** The task **
All of the lines below should be output exactly as shown.

Dataset records
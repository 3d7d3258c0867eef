//! Tileset slicing.
//!
//! Partitions a source image into grid tiles, removes exact duplicates,
//! packs the unique tiles into a square-ish sheet and records the
//! cell-to-tile map alongside it.

mod dedup;
mod grid;
mod pack;

pub use dedup::{dedupe, tiles_equal, Deduped};
pub use grid::{cut_tiles, TileGrid};
pub use pack::{pack_tiles, PackLayout};

use std::fs;
use std::path::{Path, PathBuf};

use image::RgbaImage;
use serde::Serialize;

use crate::error::{FactoryError, Result};
use crate::types::{IndexedPalette, MAX_PALETTE_SIZE};

/// Options for slicing an image into a tileset.
#[derive(Debug, Clone, Copy)]
pub struct SliceOptions {
    pub tile_width: u32,
    pub tile_height: u32,
    pub remove_dupes: bool,
    /// Maximum palette entries captured from the source, transparent
    /// included. Sources with more colours slice without a palette.
    pub palette_size: usize,
}

impl Default for SliceOptions {
    fn default() -> Self {
        Self {
            tile_width: 16,
            tile_height: 16,
            remove_dupes: true,
            palette_size: MAX_PALETTE_SIZE,
        }
    }
}

/// A sliced tileset.
#[derive(Debug, Clone)]
pub struct Tileset {
    pub grid: TileGrid,
    pub tiles: Vec<RgbaImage>,
    pub map: Vec<usize>,
    pub layout: PackLayout,
    pub sheet: RgbaImage,
    /// Absent when the source has more colours than `palette_size` allows.
    pub palette: Option<IndexedPalette>,
}

impl Tileset {
    /// Number of unique tiles.
    pub fn unique_count(&self) -> usize {
        self.tiles.len()
    }

    /// The map as text: one line per grid row, comma-separated indices.
    pub fn map_text(&self) -> String {
        let mut out = String::new();
        for row in self.map.chunks(self.grid.columns.max(1) as usize) {
            let line: Vec<String> = row.iter().map(|i| i.to_string()).collect();
            out.push_str(&line.join(","));
            out.push('\n');
        }
        out
    }

    /// Write `<basename>.png`, `<basename>_map.txt` and `<basename>_tiles.json`.
    pub fn write(&self, dir: &Path, basename: &str) -> Result<TilesetFiles> {
        let files = TilesetFiles {
            image: dir.join(format!("{}.png", basename)),
            map: dir.join(format!("{}_map.txt", basename)),
            json: dir.join(format!("{}_tiles.json", basename)),
        };

        self.sheet.save(&files.image).map_err(|e| FactoryError::Io {
            path: files.image.clone(),
            message: format!("Failed to write tileset image: {}", e),
        })?;

        fs::write(&files.map, self.map_text()).map_err(|e| FactoryError::Io {
            path: files.map.clone(),
            message: format!("Failed to write tile map: {}", e),
        })?;

        let meta = TilesetJson {
            image: format!("{}.png", basename),
            tile_size: [self.grid.tile_width, self.grid.tile_height],
            grid: [self.grid.columns, self.grid.rows],
            sheet: [self.layout.columns, self.layout.rows],
            unique_tiles: self.unique_count(),
            map: &self.map,
            palette: self.palette.as_ref().map(IndexedPalette::to_hex),
        };
        let json = serde_json::to_string_pretty(&meta).map_err(|e| FactoryError::Build {
            message: format!("Failed to serialize tileset metadata: {}", e),
            help: None,
        })?;
        fs::write(&files.json, json).map_err(|e| FactoryError::Io {
            path: files.json.clone(),
            message: format!("Failed to write tileset metadata: {}", e),
        })?;

        Ok(files)
    }
}

/// Paths written by [`Tileset::write`].
#[derive(Debug, Clone)]
pub struct TilesetFiles {
    pub image: PathBuf,
    pub map: PathBuf,
    pub json: PathBuf,
}

#[derive(Serialize)]
struct TilesetJson<'a> {
    image: String,
    tile_size: [u32; 2],
    grid: [u32; 2],
    sheet: [u32; 2],
    unique_tiles: usize,
    map: &'a [usize],
    #[serde(skip_serializing_if = "Option::is_none")]
    palette: Option<Vec<String>>,
}

/// Slice an image into a deduplicated, packed tileset.
pub fn slice(img: &RgbaImage, options: &SliceOptions) -> Result<Tileset> {
    let palette = IndexedPalette::capture(img, options.palette_size).ok();
    let grid = TileGrid::for_image(img, options.tile_width, options.tile_height)?;

    let Deduped { tiles, map } = dedupe(cut_tiles(img, &grid), options.remove_dupes);
    let (sheet, layout) = pack_tiles(&tiles, grid.tile_width, grid.tile_height);

    Ok(Tileset {
        grid,
        tiles,
        map,
        layout,
        sheet,
        palette,
    })
}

** Your response **
repository 3d7d3258c0867eef
//! Tileset slicing.
//!
//! Partitions a source image into grid tiles, removes exact duplicates,
//! packs the unique tiles into a square-ish sheet and records the
//! cell-to-tile map alongside it.

mod dedup;
mod grid;
mod pack;

pub use dedup::{dedupe, tiles_equal, Deduped};
pub use grid::{cut_tiles, TileGrid};
pub use pack::{pack_tiles, PackLayout};

use std::fs;
use std::path::{Path, PathBuf};

use image::RgbaImage;
use serde::Serialize;

use crate::error::{FactoryError, Result};
use crate::types::{IndexedPalette, MAX_PALETTE_SIZE};

/// Options for slicing an image into a tileset.
#[derive(Debug, Clone, Copy)]
pub struct SliceOptions {
    pub tile_width: u32,
    pub tile_height: u32,
    pub remove_dupes: bool,
    /// Maximum palette entries captured from the source, transparent
    /// included. Sources with more colours slice without a palette.
    pub palette_size: usize,
}

impl Default for SliceOptions {
    fn default() -> Self {
        Self {
            tile_width: 16,
            tile_height: 16,
            remove_dupes: true,
            palette_size: MAX_PALETTE_SIZE,
        }
    }
}

/// A sliced tileset.
#[derive(Debug, Clone)]
pub struct Tileset {
    pub grid: TileGrid,
    pub tiles: Vec<RgbaImage>,
    pub map: Vec<usize>,
    pub layout: PackLayout,
    pub sheet: RgbaImage,
    /// Absent when the source has more colours than `palette_size` allows.
    pub palette: Option<IndexedPalette>,
}

impl Tileset {
    /// Number of unique tiles.
    pub fn unique_count(&self) -> usize {
        self.tiles.len()
    }

    /// The map as text: one line per grid row, comma-separated indices.
    pub fn map_text(&self) -> String {
        let mut out = String::new();
        for row in self.map.chunks(self.grid.columns.max(1) as usize) {
            let line: Vec<String> = row.iter().map(|i| i.to_string()).collect();
            out.push_str(&line.join(","));
            out.push('\n');
        }
        out
    }

    /// Write `<basename>.png`, `<basename>_map.txt` and `<basename>_tiles.json`.
    pub fn write(&self, dir: &Path, basename: &str) -> Result<TilesetFiles> {
        let files = TilesetFiles {
            image: dir.join(format!("{}.png", basename)),
            map: dir.join(format!("{}_map.txt", basename)),
            json: dir.join(format!("{}_tiles.json", basename)),
        };

        self.sheet.save(&files.image).map_err(|e| FactoryError::Io {
            path: files.image.clone(),
            message: format!("Failed to write tileset image: {}", e),
        })?;

        fs::write(&files.map, self.map_text()).map_err(|e| FactoryError::Io {
            path: files.map.clone(),
            message: format!("Failed to write tile map: {}", e),
        })?;

        let meta = TilesetJson {
            image: format!("{}.png", basename),
            tile_size: [self.grid.tile_width, self.grid.tile_height],
            grid: [self.grid.columns, self.grid.rows],
            sheet: [self.layout.columns, self.layout.rows],
            unique_tiles: self.unique_count(),
            map: &self.map,
            palette: self.palette.as_ref().map(IndexedPalette::to_hex),
        };
        let json = serde_json::to_string_pretty(&meta).map_err(|e| FactoryError::Build {
            message: format!("Failed to serialize tileset metadata: {}", e),
            help: None,
        })?;
        fs::write(&files.json, json).map_err(|e| FactoryError::Io {
            path: files.json.clone(),
            message: format!("Failed to write tileset metadata: {}", e),
        })?;

        Ok(files)
    }
}

/// Paths written by [`Tileset::write`].
#[derive(Debug, Clone)]
pub struct TilesetFiles {
    pub image: PathBuf,
    pub map: PathBuf,
    pub json: PathBuf,
}

#[derive(Serialize)]
struct TilesetJson<'a> {
    image: String,
    tile_size: [u32; 2],
    grid: [u32; 2],
    sheet: [u32; 2],
    unique_tiles: usize,
    map: &'a [usize],
    #[serde(skip_serializing_if = "Option::is_none")]
    palette: Option<Vec<String>>,
}

/// Slice an image into a deduplicated, packed tileset.
pub fn slice(img: &RgbaImage, options: &SliceOptions) -> Result<Tileset> {
    let palette = IndexedPalette::capture(img, options.palette_size).ok();
    let grid = TileGrid::for_image(img, options.tile_width, options.tile_height)?;

    let Deduped { tiles, map } = dedupe(cut_tiles(img, &grid), options.remove_dupes);
    let (sheet, layout) = pack_tiles(&tiles, grid.tile_width, grid.tile_height);

    Ok(Tileset {
        grid,
        tiles,
        map,
        layout,
        sheet,
        palette,
    })
}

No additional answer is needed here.